Genitope Corporation is evaluating its financial position and plans for continued operations and intends to provide additional information when available.
About Genitope Corporation
Genitope Corporation (Fremont, Calif.) is a biotechnology company focused on the research and development of novel immunotherapies for the treatment of cancer. Genitope Corporation's lead product candidate, MyVax(R) personalized immunotherapy, is a patient-specific active immunotherapy based on the unique genetic makeup of a patient's tumor and is designed to activate the patient's immune system to identify and attack cancer cells. Genitope is also developing a monoclonal antibody panel that it believes will potentially represent a novel, personalized approach for treating NHL. For more information about Genitope, please log on to http://www.genitope.com.

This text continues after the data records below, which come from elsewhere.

use serde::{Deserialize, Serialize};
use std::fmt;

/// Identifier allocated by the client store.
#[derive(Debug, Clone, Copy, PartialEq, Eq, PartialOrd, Ord, Hash, Serialize, Deserialize)]
#[serde(transparent)]
pub struct ClientId(pub u32);

impl From<u32> for ClientId {
    fn from(value: u32) -> Self {
        Self(value)
    }
}

impl fmt::Display for ClientId {
    fn fmt(&self, f: &mut fmt::Formatter<'_>) -> fmt::Result {
        write!(f, "{}", self.0)
    }
}

/// A client record as listed and edited in the admin console.
///
/// # Actor Framework
/// This struct implements the [`ActorEntity`](crate::framework::ActorEntity) trait,
/// allowing it to be stored by a [`ResourceActor`](crate::framework::ResourceActor).
///
/// See [`impl ActorEntity for Client`](#impl-ActorEntity-for-Client) for details on:
/// - Creation parameters ([`ClientCreate`])
/// - Update parameters ([`ClientUpdate`])
#[derive(Debug, Clone, PartialEq, Eq, Serialize, Deserialize)]
pub struct Client {
    pub id: ClientId,
    pub name: String,
    pub email: String,
    pub phone: String,
}

impl Client {
    pub fn new(
        id: ClientId,
        name: impl Into<String>,
        email: impl Into<String>,
        phone: impl Into<String>,
    ) -> Self {
        Self {
            id,
            name: name.into(),
            email: email.into(),
            phone: phone.into(),
        }
    }
}

/// Payload for creating a new client.
///
/// The console creates blank records and fills them in from the edit view, so the
/// default draft is what "new" sends.
#[derive(Debug, Clone, Default)]
pub struct ClientCreate {
    pub name: String,
    pub email: String,
    pub phone: String,
}

/// Payload for updating an existing client. `None` leaves a field unchanged.
#[derive(Debug, Clone, Default)]
pub struct ClientUpdate {
    pub name: Option<String>,
    pub email: Option<String>,
    pub phone: Option<String>,
}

Forward Looking Statements
This press release contains "forward-looking statements." For this purpose, any statements contained in this press release that are not statements of historical fact may be deemed to be forward-looking statements, including statements regarding the further development of MyVax(R) personalized immunotherapy and the further development and potential efficacy of Genitope Corporation's monoclonal antibody panel. Words such as "will", "potentially," "intend" and similar expressions are intended to identify forward-looking statements. These forward-looking statements are based upon Genitope Corporation's current expectations. Forward-looking statements involve risks and uncertainties. Genitope Corporation's actual results and the timing of events could differ materially from those anticipated in such forward-looking statements as a result of these risks and uncertainties, which include, without limitation, that Genitope Corporation will need significant additional funding, and it may be unable to raise capital when needed, and that Genitope Corporation's monoclonal antibody panel is at an early stage of development and may not be successfully developed. These and other risk factors are discussed under the heading "Risk Factors" and elsewhere in Genitope Corporation's filings with the Securities and Exchange Commission, including its Quarterly Report on Form 10-Q for the fiscal quarter ended September 30, 2007. You are cautioned not to place undue reliance on these forward-looking statements, which speak only as of the date of this press release. Genitope Corporation undertakes no obligation to revise or update any forward-looking statements to reflect events or circumstances after the date hereof.